Start of Raw data

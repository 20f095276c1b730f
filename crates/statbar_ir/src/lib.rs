//! Shared data types for statbar.
//!
//! This crate holds the values that cross crate boundaries:
//! - [`Span`] byte ranges within one input line
//! - [`Color`] channel-decomposed `0xAARRGGBB` colors
//! - [`Style`] and [`Piece`], the output of the markup scanner
//!
//! Everything here is plain data. Behavior lives in `statbar_markup`
//! (producing pieces) and `statbar_layout` (placing them).

/// Compile-time assertion that a type has a specific size.
#[macro_export]
macro_rules! static_assert_size {
    ($ty:ty, $size:expr) => {
        const _: [(); $size] = [(); ::std::mem::size_of::<$ty>()];
    };
}

mod color;
mod piece;
mod span;

pub use color::Color;
pub use piece::{Align, Piece, ScreenList, Style};
pub use span::{Span, SpanError};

End of Raw data

Once you find the line containing "($ty:ty, $size:expr) =>", copy it and every line after it through the end of the records, exactly and nothing else.

(Written answer)
    ($ty:ty, $size:expr) => {
        const _: [(); $size] = [(); ::std::mem::size_of::<$ty>()];
    };
}

mod color;
mod piece;
mod span;

pub use color::Color;
pub use piece::{Align, Piece, ScreenList, Style};
pub use span::{Span, SpanError};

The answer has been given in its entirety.